- **Try it**
Start to finish, reproduce the records below with nothing missing.

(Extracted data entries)
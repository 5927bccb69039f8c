//! Link migration between network namespaces.
//!
//! A migration moves one link out of a source namespace, waits for the
//! kernel to make it visible in the destination, and sets it up there:
//!
//! ```text
//! Initiated -> Moved -> Verifying -> Confirmed
//!        \________\__________\______> Failed
//! ```
//!
//! The protocol holds no state between calls and never retries. Once the
//! reassignment has been issued the kernel owns the outcome; a failure
//! after that point leaves the link wherever the kernel put it.

use std::fmt;
use std::time::{Duration, Instant};

use nicctl_common::constants;
use nicctl_common::error::NicError;
use thiserror::Error;

use crate::link::{Link, LinkDriver};
use crate::namespace::NetNs;

/// Timing parameters for the appearance poll.
#[derive(Debug, Clone, Copy, PartialEq, Eq)]
pub struct MigrationConfig {
    /// Delay between two probes of the destination namespace.
    pub poll_interval: Duration,
    /// Total time the link is given to appear in the destination.
    pub timeout: Duration,
}

impl Default for MigrationConfig {
    fn default() -> Self {
        Self {
            poll_interval: Duration::from_millis(constants::DEFAULT_POLL_INTERVAL_MS),
            timeout: Duration::from_secs(constants::DEFAULT_LINK_TIMEOUT_SECS),
        }
    }
}

/// Which way a link travels.
#[derive(Debug, Clone, Copy, PartialEq, Eq)]
pub enum Direction {
    /// From the controller's namespace into a workload namespace.
    Attach,
    /// From a workload namespace back to the controller's namespace.
    Detach,
}

impl fmt::Display for Direction {
    fn fmt(&self, f: &mut fmt::Formatter<'_>) -> fmt::Result {
        match self {
            Self::Attach => write!(f, "attach"),
            Self::Detach => write!(f, "detach"),
        }
    }
}

/// Progress of a single migration.
#[derive(Debug, Clone, Copy, PartialEq, Eq)]
pub enum MigrationState {
    /// Nothing has been sent to the kernel yet.
    Initiated,
    /// The namespace reassignment was accepted.
    Moved,
    /// Waiting for the link to show up in the destination.
    Verifying,
    /// The link is visible and up in the destination.
    Confirmed,
    /// The protocol stopped on an error.
    Failed,
}

/// Failures of the migration protocol. None of them are retried here.
#[derive(Debug, Error)]
pub enum MigrationError {
    /// The link was not where the caller believed it to be.
    #[error("link {link} is missing from source namespace {ns}")]
    LinkMissingFromSource {
        /// Name of the missing link.
        link: String,
        /// Namespace that was expected to hold it.
        ns: String,
    },

    /// The source namespace could not be inspected before moving.
    #[error("cannot inspect source namespace {ns} for link {link}: {source}")]
    SourceInspectionFailed {
        /// Name of the link being migrated.
        link: String,
        /// Namespace that could not be listed.
        ns: String,
        /// Underlying driver error.
        source: NicError,
    },

    /// The kernel rejected the namespace reassignment.
    #[error("failed to assign link {link} to namespace {ns}: {source}")]
    NamespaceAssignFailed {
        /// Name of the link being migrated.
        link: String,
        /// Destination namespace.
        ns: String,
        /// Underlying driver error.
        source: NicError,
    },

    /// The link never became visible in the destination.
    #[error("link {link} did not appear in namespace {ns} within {timeout:?}")]
    LinkAppearanceTimeout {
        /// Name of the link being migrated.
        link: String,
        /// Destination namespace.
        ns: String,
        /// Timeout that elapsed.
        timeout: Duration,
    },

    /// The link appeared but could not be set up.
    #[error("failed to bring link {link} up in namespace {ns}: {source}")]
    LinkActivationFailed {
        /// Name of the link being migrated.
        link: String,
        /// Destination namespace.
        ns: String,
        /// Underlying driver error.
        source: NicError,
    },
}

/// Outcome of a confirmed migration.
#[derive(Debug, Clone, Copy, PartialEq, Eq)]
pub struct MigrationReport {
    /// Number of destination probes performed.
    pub probes: u32,
    /// Wall time from reassignment to confirmation.
    pub elapsed: Duration,
}

/// Moves `link` from `from` to `to` and waits until it is up there.
///
/// On [`Direction::Detach`] the link's presence in `from` is checked first:
/// the workload namespace may have been torn down under it.
///
/// # Errors
///
/// Returns the [`MigrationError`] of the step that failed.
pub fn migrate(
    driver: &dyn LinkDriver,
    link: &Link,
    from: &NetNs,
    to: &NetNs,
    direction: Direction,
    config: &MigrationConfig,
) -> Result<MigrationReport, MigrationError> {
    let mut state = MigrationState::Initiated;
    tracing::debug!(link = %link, from = %from, to = %to, %direction, ?state, "migration started");

    let result = run(driver, link, from, to, direction, config, &mut state);
    match &result {
        Ok(report) => tracing::debug!(
            link = %link,
            %direction,
            probes = report.probes,
            elapsed_ms = u64::try_from(report.elapsed.as_millis()).unwrap_or(u64::MAX),
            "migration confirmed"
        ),
        Err(e) => tracing::error!(
            link = %link,
            from = %from,
            to = %to,
            %direction,
            reached = ?state,
            error = %e,
            "migration failed"
        ),
    }
    result
}

fn run(
    driver: &dyn LinkDriver,
    link: &Link,
    from: &NetNs,
    to: &NetNs,
    direction: Direction,
    config: &MigrationConfig,
    state: &mut MigrationState,
) -> Result<MigrationReport, MigrationError> {
    if direction == Direction::Detach {
        check_present(driver, link, from).inspect_err(|_| *state = MigrationState::Failed)?;
    }

    if let Err(e) = driver.move_link(link, from, to) {
        *state = MigrationState::Failed;
        return Err(MigrationError::NamespaceAssignFailed {
            link: link.name().to_owned(),
            ns: to.to_string(),
            source: e,
        });
    }
    *state = MigrationState::Moved;
    let moved_at = Instant::now();

    *state = MigrationState::Verifying;
    let probes = wait_for_link(driver, link, to, config).inspect_err(|_| *state = MigrationState::Failed)?;

    if let Err(e) = driver.set_link_up(link, to) {
        *state = MigrationState::Failed;
        return Err(MigrationError::LinkActivationFailed {
            link: link.name().to_owned(),
            ns: to.to_string(),
            source: e,
        });
    }
    *state = MigrationState::Confirmed;

    Ok(MigrationReport {
        probes,
        elapsed: moved_at.elapsed(),
    })
}

fn check_present(driver: &dyn LinkDriver, link: &Link, ns: &NetNs) -> Result<(), MigrationError> {
    let links = driver
        .list_links(ns)
        .map_err(|e| MigrationError::SourceInspectionFailed {
            link: link.name().to_owned(),
            ns: ns.to_string(),
            source: e,
        })?;
    if links.contains(link) {
        Ok(())
    } else {
        Err(MigrationError::LinkMissingFromSource {
            link: link.name().to_owned(),
            ns: ns.to_string(),
        })
    }
}

/// Probes `ns` until `link` is listed or the timeout elapses. Returns the
/// number of probes made.
fn wait_for_link(
    driver: &dyn LinkDriver,
    link: &Link,
    ns: &NetNs,
    config: &MigrationConfig,
) -> Result<u32, MigrationError> {
    let started = Instant::now();
    let mut probes = 0_u32;
    loop {
        probes += 1;
        match driver.list_links(ns) {
            Ok(links) if links.contains(link) => return Ok(probes),
            Ok(_) => tracing::trace!(link = %link, ns = %ns, probes, "link not visible yet"),
            Err(e) => tracing::debug!(link = %link, ns = %ns, error = %e, "probe failed"),
        }
        let elapsed = started.elapsed();
        if elapsed >= config.timeout {
            return Err(MigrationError::LinkAppearanceTimeout {
                link: link.name().to_owned(),
                ns: ns.to_string(),
                timeout: config.timeout,
            });
        }
        std::thread::sleep(config.poll_interval.min(config.timeout - elapsed));
    }
}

- **Output of the exercise**
repository 5927bccb69039f8c
//! Link migration between network namespaces.
//!
//! A migration moves one link out of a source namespace, waits for the
//! kernel to make it visible in the destination, and sets it up there:
//!
//! ```text
//! Initiated -> Moved -> Verifying -> Confirmed
//!        \________\__________\______> Failed
//! ```
//!
//! The protocol holds no state between calls and never retries. Once the
//! reassignment has been issued the kernel owns the outcome; a failure
//! after that point leaves the link wherever the kernel put it.

use std::fmt;
use std::time::{Duration, Instant};

use nicctl_common::constants;
use nicctl_common::error::NicError;
use thiserror::Error;

use crate::link::{Link, LinkDriver};
use crate::namespace::NetNs;

/// Timing parameters for the appearance poll.
#[derive(Debug, Clone, Copy, PartialEq, Eq)]
pub struct MigrationConfig {
    /// Delay between two probes of the destination namespace.
    pub poll_interval: Duration,
    /// Total time the link is given to appear in the destination.
    pub timeout: Duration,
}

impl Default for MigrationConfig {
    fn default() -> Self {
        Self {
            poll_interval: Duration::from_millis(constants::DEFAULT_POLL_INTERVAL_MS),
            timeout: Duration::from_secs(constants::DEFAULT_LINK_TIMEOUT_SECS),
        }
    }
}

/// Which way a link travels.
#[derive(Debug, Clone, Copy, PartialEq, Eq)]
pub enum Direction {
    /// From the controller's namespace into a workload namespace.
    Attach,
    /// From a workload namespace back to the controller's namespace.
    Detach,
}

impl fmt::Display for Direction {
    fn fmt(&self, f: &mut fmt::Formatter<'_>) -> fmt::Result {
        match self {
            Self::Attach => write!(f, "attach"),
            Self::Detach => write!(f, "detach"),
        }
    }
}

/// Progress of a single migration.
#[derive(Debug, Clone, Copy, PartialEq, Eq)]
pub enum MigrationState {
    /// Nothing has been sent to the kernel yet.
    Initiated,
    /// The namespace reassignment was accepted.
    Moved,
    /// Waiting for the link to show up in the destination.
    Verifying,
    /// The link is visible and up in the destination.
    Confirmed,
    /// The protocol stopped on an error.
    Failed,
}

/// Failures of the migration protocol. None of them are retried here.
#[derive(Debug, Error)]
pub enum MigrationError {
    /// The link was not where the caller believed it to be.
    #[error("link {link} is missing from source namespace {ns}")]
    LinkMissingFromSource {
        /// Name of the missing link.
        link: String,
        /// Namespace that was expected to hold it.
        ns: String,
    },

    /// The source namespace could not be inspected before moving.
    #[error("cannot inspect source namespace {ns} for link {link}: {source}")]
    SourceInspectionFailed {
        /// Name of the link being migrated.
        link: String,
        /// Namespace that could not be listed.
        ns: String,
        /// Underlying driver error.
        source: NicError,
    },

    /// The kernel rejected the namespace reassignment.
    #[error("failed to assign link {link} to namespace {ns}: {source}")]
    NamespaceAssignFailed {
        /// Name of the link being migrated.
        link: String,
        /// Destination namespace.
        ns: String,
        /// Underlying driver error.
        source: NicError,
    },

    /// The link never became visible in the destination.
    #[error("link {link} did not appear in namespace {ns} within {timeout:?}")]
    LinkAppearanceTimeout {
        /// Name of the link being migrated.
        link: String,
        /// Destination namespace.
        ns: String,
        /// Timeout that elapsed.
        timeout: Duration,
    },

    /// The link appeared but could not be set up.
    #[error("failed to bring link {link} up in namespace {ns}: {source}")]
    LinkActivationFailed {
        /// Name of the link being migrated.
        link: String,
        /// Destination namespace.
        ns: String,
        /// Underlying driver error.
        source: NicError,
    },
}

/// Outcome of a confirmed migration.
#[derive(Debug, Clone, Copy, PartialEq, Eq)]
pub struct MigrationReport {
    /// Number of destination probes performed.
    pub probes: u32,
    /// Wall time from reassignment to confirmation.
    pub elapsed: Duration,
}

/// Moves `link` from `from` to `to` and waits until it is up there.
///
/// On [`Direction::Detach`] the link's presence in `from` is checked first:
/// the workload namespace may have been torn down under it.
///
/// # Errors
///
/// Returns the [`MigrationError`] of the step that failed.
pub fn migrate(
    driver: &dyn LinkDriver,
    link: &Link,
    from: &NetNs,
    to: &NetNs,
    direction: Direction,
    config: &MigrationConfig,
) -> Result<MigrationReport, MigrationError> {
    let mut state = MigrationState::Initiated;
    tracing::debug!(link = %link, from = %from, to = %to, %direction, ?state, "migration started");

    let result = run(driver, link, from, to, direction, config, &mut state);
    match &result {
        Ok(report) => tracing::debug!(
            link = %link,
            %direction,
            probes = report.probes,
            elapsed_ms = u64::try_from(report.elapsed.as_millis()).unwrap_or(u64::MAX),
            "migration confirmed"
        ),
        Err(e) => tracing::error!(
            link = %link,
            from = %from,
            to = %to,
            %direction,
            reached = ?state,
            error = %e,
            "migration failed"
        ),
    }
    result
}

fn run(
    driver: &dyn LinkDriver,
    link: &Link,
    from: &NetNs,
    to: &NetNs,
    direction: Direction,
    config: &MigrationConfig,
    state: &mut MigrationState,
) -> Result<MigrationReport, MigrationError> {
    if direction == Direction::Detach {
        check_present(driver, link, from).inspect_err(|_| *state = MigrationState::Failed)?;
    }

    if let Err(e) = driver.move_link(link, from, to) {
        *state = MigrationState::Failed;
        return Err(MigrationError::NamespaceAssignFailed {
            link: link.name().to_owned(),
            ns: to.to_string(),
            source: e,
        });
    }
    *state = MigrationState::Moved;
    let moved_at = Instant::now();

    *state = MigrationState::Verifying;
    let probes = wait_for_link(driver, link, to, config).inspect_err(|_| *state = MigrationState::Failed)?;

    if let Err(e) = driver.set_link_up(link, to) {
        *state = MigrationState::Failed;
        return Err(MigrationError::LinkActivationFailed {
            link: link.name().to_owned(),
            ns: to.to_string(),
            source: e,
        });
    }
    *state = MigrationState::Confirmed;

    Ok(MigrationReport {
        probes,
        elapsed: moved_at.elapsed(),
    })
}

fn check_present(driver: &dyn LinkDriver, link: &Link, ns: &NetNs) -> Result<(), MigrationError> {
    let links = driver
        .list_links(ns)
        .map_err(|e| MigrationError::SourceInspectionFailed {
            link: link.name().to_owned(),
            ns: ns.to_string(),
            source: e,
        })?;
    if links.contains(link) {
        Ok(())
    } else {
        Err(MigrationError::LinkMissingFromSource {
            link: link.name().to_owned(),
            ns: ns.to_string(),
        })
    }
}

/// Probes `ns` until `link` is listed or the timeout elapses. Returns the
/// number of probes made.
fn wait_for_link(
    driver: &dyn LinkDriver,
    link: &Link,
    ns: &NetNs,
    config: &MigrationConfig,
) -> Result<u32, MigrationError> {
    let started = Instant::now();
    let mut probes = 0_u32;
    loop {
        probes += 1;
        match driver.list_links(ns) {
            Ok(links) if links.contains(link) => return Ok(probes),
            Ok(_) => tracing::trace!(link = %link, ns = %ns, probes, "link not visible yet"),
            Err(e) => tracing::debug!(link = %link, ns = %ns, error = %e, "probe failed"),
        }
        let elapsed = started.elapsed();
        if elapsed >= config.timeout {
            return Err(MigrationError::LinkAppearanceTimeout {
                link: link.name().to_owned(),
                ns: ns.to_string(),
                timeout: config.timeout,
            });
        }
        std::thread::sleep(config.poll_interval.min(config.timeout - elapsed));
    }
}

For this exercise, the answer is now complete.